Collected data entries
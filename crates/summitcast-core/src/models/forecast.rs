use serde::{Deserialize, Serialize};

#[cfg(feature = "ts")]
use ts_rs::TS;

/// Sky condition reported for a forecast day.
///
/// Only the exact lowercase names map to a known variant; anything else,
/// including "Sunny" or " clear ", is kept verbatim so it can be written back
/// unchanged.
#[derive(Debug, Clone, PartialEq, Eq, Serialize, Deserialize)]
#[serde(from = "String", into = "String")]
pub enum WeatherCondition {
    Sunny,
    Cloudy,
    Rainy,
    Snowy,
    Clear,
    Overcast,
    Other(String),
}

impl WeatherCondition {
    pub fn parse(s: &str) -> Self {
        match s {
            "sunny" => WeatherCondition::Sunny,
            "cloudy" => WeatherCondition::Cloudy,
            "rainy" => WeatherCondition::Rainy,
            "snowy" => WeatherCondition::Snowy,
            "clear" => WeatherCondition::Clear,
            "overcast" => WeatherCondition::Overcast,
            _ => WeatherCondition::Other(s.to_string()),
        }
    }

    pub fn as_str(&self) -> &str {
        match self {
            WeatherCondition::Sunny => "sunny",
            WeatherCondition::Cloudy => "cloudy",
            WeatherCondition::Rainy => "rainy",
            WeatherCondition::Snowy => "snowy",
            WeatherCondition::Clear => "clear",
            WeatherCondition::Overcast => "overcast",
            WeatherCondition::Other(s) => s,
        }
    }
}

impl From<String> for WeatherCondition {
    fn from(s: String) -> Self {
        WeatherCondition::parse(&s)
    }
}

impl From<WeatherCondition> for String {
    fn from(c: WeatherCondition) -> Self {
        c.as_str().to_string()
    }
}

impl std::fmt::Display for WeatherCondition {
    fn fmt(&self, f: &mut std::fmt::Formatter<'_>) -> std::fmt::Result {
        write!(f, "{}", self.as_str())
    }
}

/// Outdoor activities rated for every forecast day.
#[derive(Debug, Clone, Copy, PartialEq, Eq, Hash)]
pub enum Activity {
    Hiking,
    Snowboarding,
    Skiing,
}

impl Activity {
    pub const ALL: [Activity; 3] = [Activity::Hiking, Activity::Snowboarding, Activity::Skiing];

    /// Key used in the serialized `activityScores` map.
    pub fn key(&self) -> &'static str {
        match self {
            Activity::Hiking => "hiking",
            Activity::Snowboarding => "snowboarding",
            Activity::Skiing => "skiing",
        }
    }

    /// Score used when the upstream service leaves this activity unrated.
    pub fn default_score(&self) -> u8 {
        match self {
            Activity::Hiking => 50,
            Activity::Snowboarding => 30,
            Activity::Skiing => 35,
        }
    }

    pub fn default_recommendation(&self) -> &'static str {
        match self {
            Activity::Hiking => "Check conditions",
            Activity::Snowboarding | Activity::Skiing => "Check snow conditions",
        }
    }
}

impl std::fmt::Display for Activity {
    fn fmt(&self, f: &mut std::fmt::Formatter<'_>) -> std::fmt::Result {
        write!(f, "{}", self.key())
    }
}

#[derive(Debug, Clone, PartialEq, Serialize, Deserialize)]
#[cfg_attr(feature = "ts", derive(TS), ts(export))]
pub struct ActivityScore {
    pub score: u8,
    pub recommendation: String,
}

impl ActivityScore {
    pub fn new(score: u8, recommendation: impl Into<String>) -> Self {
        Self {
            score: score.min(100),
            recommendation: recommendation.into(),
        }
    }

    pub fn default_for(activity: Activity) -> Self {
        Self::new(activity.default_score(), activity.default_recommendation())
    }
}

#[derive(Debug, Clone, PartialEq, Serialize, Deserialize)]
#[cfg_attr(feature = "ts", derive(TS), ts(export))]
pub struct ActivityScores {
    pub hiking: ActivityScore,
    pub snowboarding: ActivityScore,
    pub skiing: ActivityScore,
}

impl ActivityScores {
    pub fn get(&self, activity: Activity) -> &ActivityScore {
        match activity {
            Activity::Hiking => &self.hiking,
            Activity::Snowboarding => &self.snowboarding,
            Activity::Skiing => &self.skiing,
        }
    }

    /// Highest-rated activity; ties go to the earlier entry in `Activity::ALL`.
    pub fn best(&self) -> (Activity, &ActivityScore) {
        let mut best = (Activity::Hiking, &self.hiking);
        for activity in Activity::ALL {
            let score = self.get(activity);
            if score.score > best.1.score {
                best = (activity, score);
            }
        }
        best
    }
}

impl Default for ActivityScores {
    fn default() -> Self {
        Self {
            hiking: ActivityScore::default_for(Activity::Hiking),
            snowboarding: ActivityScore::default_for(Activity::Snowboarding),
            skiing: ActivityScore::default_for(Activity::Skiing),
        }
    }
}

/// One day of the canonical adventure forecast.
#[derive(Debug, Clone, PartialEq, Serialize, Deserialize)]
#[cfg_attr(feature = "ts", derive(TS), ts(export))]
#[serde(rename_all = "camelCase")]
pub struct ForecastDay {
    /// ISO `YYYY-MM-DD`
    pub date: String,
    pub temperature_high: f64,
    pub temperature_low: f64,
    #[cfg_attr(feature = "ts", ts(type = "string"))]
    pub condition: WeatherCondition,
    /// km/h
    pub wind_speed: f64,
    /// Percent, 0-100
    pub precipitation_chance: f64,
    pub activity_scores: ActivityScores,
}

impl ForecastDay {
    pub fn display_temperatures(&self) -> String {
        format!("{:.0}° / {:.0}°", self.temperature_high, self.temperature_low)
    }
}
use chrono::{DateTime, Utc};
use serde::{Deserialize, Serialize};

use crate::models::ForecastDay;

/// How long a fetched forecast is served from cache: 2 hours.
pub const FORECAST_TTL_MS: i64 = 2 * 60 * 60 * 1000;

/// Prefix shared by every forecast cache key.
const FORECAST_KEY_PREFIX: &str = "forecast_cache_";

/// Storage key for a location's forecast.
///
/// Every run of whitespace becomes a single `_`, so "New York" and
/// "New   York" share an entry. Case is preserved.
pub fn cache_key_for(location: &str) -> String {
    let mut key = String::with_capacity(FORECAST_KEY_PREFIX.len() + location.len());
    key.push_str(FORECAST_KEY_PREFIX);

    let mut in_whitespace = false;
    for c in location.chars() {
        if c.is_whitespace() {
            if !in_whitespace {
                key.push('_');
            }
            in_whitespace = true;
        } else {
            key.push(c);
            in_whitespace = false;
        }
    }
    key
}

/// A forecast as persisted in the keyed store.
#[derive(Debug, Clone, PartialEq, Serialize, Deserialize)]
pub struct CacheEntry {
    /// Epoch milliseconds at write time.
    pub timestamp: i64,
    pub data: Vec<ForecastDay>,
}

impl CacheEntry {
    pub fn new(data: Vec<ForecastDay>, now: DateTime<Utc>) -> Self {
        Self {
            timestamp: now.timestamp_millis(),
            data,
        }
    }

    /// Saturates, so a garbage timestamp reads as very old or very new
    /// instead of overflowing.
    pub fn age_ms(&self, now: DateTime<Utc>) -> i64 {
        now.timestamp_millis().saturating_sub(self.timestamp)
    }

    /// Fresh iff `now - timestamp < TTL`. An entry stamped in the future
    /// (clock skew) counts as fresh.
    pub fn is_fresh(&self, now: DateTime<Utc>) -> bool {
        self.age_ms(now) < FORECAST_TTL_MS
    }

    /// Entries written by `ForecastCache` always carry data and a timestamp
    /// no further ahead than clock skew explains. Anything else is corrupt.
    pub fn is_plausible(&self, now: DateTime<Utc>) -> bool {
        !self.data.is_empty() && self.age_ms(now) > -FORECAST_TTL_MS
    }

    pub fn age_display(&self, now: DateTime<Utc>) -> String {
        let minutes = self.age_ms(now) / 60_000;
        if minutes < 1 {
            // Also covers clock skew
            "just now".to_string()
        } else if minutes < 60 {
            format!("{}m ago", minutes)
        } else if minutes < 1440 {
            let hours = minutes / 60;
            if minutes % 60 >= 30 {
                format!("{}h ago", hours + 1)
            } else {
                format!("{}h ago", hours)
            }
        } else {
            let days = minutes / 1440;
            if (minutes % 1440) / 60 >= 12 {
                format!("{}d ago", days + 1)
            } else {
                format!("{}d ago", days)
            }
        }
    }
}
use serde::{Deserialize, Serialize};
use serde_json::{json, Value};

/// A prompt plus the JSON schema the answer must follow.
#[derive(Debug, Clone, PartialEq, Serialize, Deserialize)]
pub struct CompletionRequest {
    pub prompt: String,
    pub add_context_from_internet: bool,
    pub response_json_schema: Value,
}

impl CompletionRequest {
    /// 7-day forecast with per-activity ratings.
    pub fn forecast(location: &str) -> Self {
        Self {
            prompt: format!(
                "Get a 7-day weather forecast for {}. For each day provide: date, high temperature, \
                 low temperature, weather condition (sunny/cloudy/rainy/snowy), wind speed in km/h, \
                 and precipitation chance as percentage. Also rate each day for outdoor activities \
                 (hiking, snowboarding, skiing) with scores 0-100 and brief recommendations.",
                location
            ),
            add_context_from_internet: true,
            response_json_schema: json!({
                "type": "object",
                "properties": {
                    "location": { "type": "string" },
                    "days": {
                        "type": "array",
                        "items": {
                            "type": "object",
                            "properties": {
                                "date": { "type": "string" },
                                "temp_high": { "type": "number" },
                                "temp_low": { "type": "number" },
                                "condition": { "type": "string" },
                                "wind_speed": { "type": "number" },
                                "precipitation": { "type": "number" },
                                "hiking_score": { "type": "number" },
                                "hiking_note": { "type": "string" },
                                "snowboard_score": { "type": "number" },
                                "snowboard_note": { "type": "string" },
                                "ski_score": { "type": "number" },
                                "ski_note": { "type": "string" }
                            }
                        }
                    }
                }
            }),
        }
    }

    /// Today's conditions, an adventure score and optional insights.
    pub fn current_conditions(location: &str) -> Self {
        Self {
            prompt: format!(
                "Get current weather for {} and analyze for outdoor activities. Provide temperature, \
                 condition (sunny/cloudy/rainy/snowy), wind speed, visibility, and rate the day for \
                 adventures with a score 0-100 plus recommend the best activity for today.",
                location
            ),
            add_context_from_internet: true,
            response_json_schema: json!({
                "type": "object",
                "properties": {
                    "location": { "type": "string" },
                    "temperature": { "type": "number" },
                    "condition": { "type": "string" },
                    "wind_speed": { "type": "number" },
                    "visibility": { "type": "number" },
                    "adventure_score": { "type": "number" },
                    "recommended_activity": { "type": "string" },
                    "insights": {
                        "type": "array",
                        "items": {
                            "type": "object",
                            "properties": {
                                "type": { "type": "string" },
                                "title": { "type": "string" },
                                "description": { "type": "string" },
                                "confidence": { "type": "number" }
                            }
                        }
                    }
                }
            }),
        }
    }

    /// Up to five real place names matching a partial query.
    pub fn location_search(query: &str) -> Self {
        Self {
            prompt: format!(
                "Find 5 real locations that match \"{}\". Include cities, states/provinces, and \
                 countries. Format as: City, State/Province, Country (if international). Return \
                 only location names, one per line.",
                query
            ),
            add_context_from_internet: true,
            response_json_schema: json!({
                "type": "object",
                "properties": {
                    "locations": {
                        "type": "array",
                        "items": { "type": "string" }
                    }
                }
            }),
        }
    }
}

Try it: When the word "each" appears in a line of the data, that line is counted; report the number only.

Task response: 2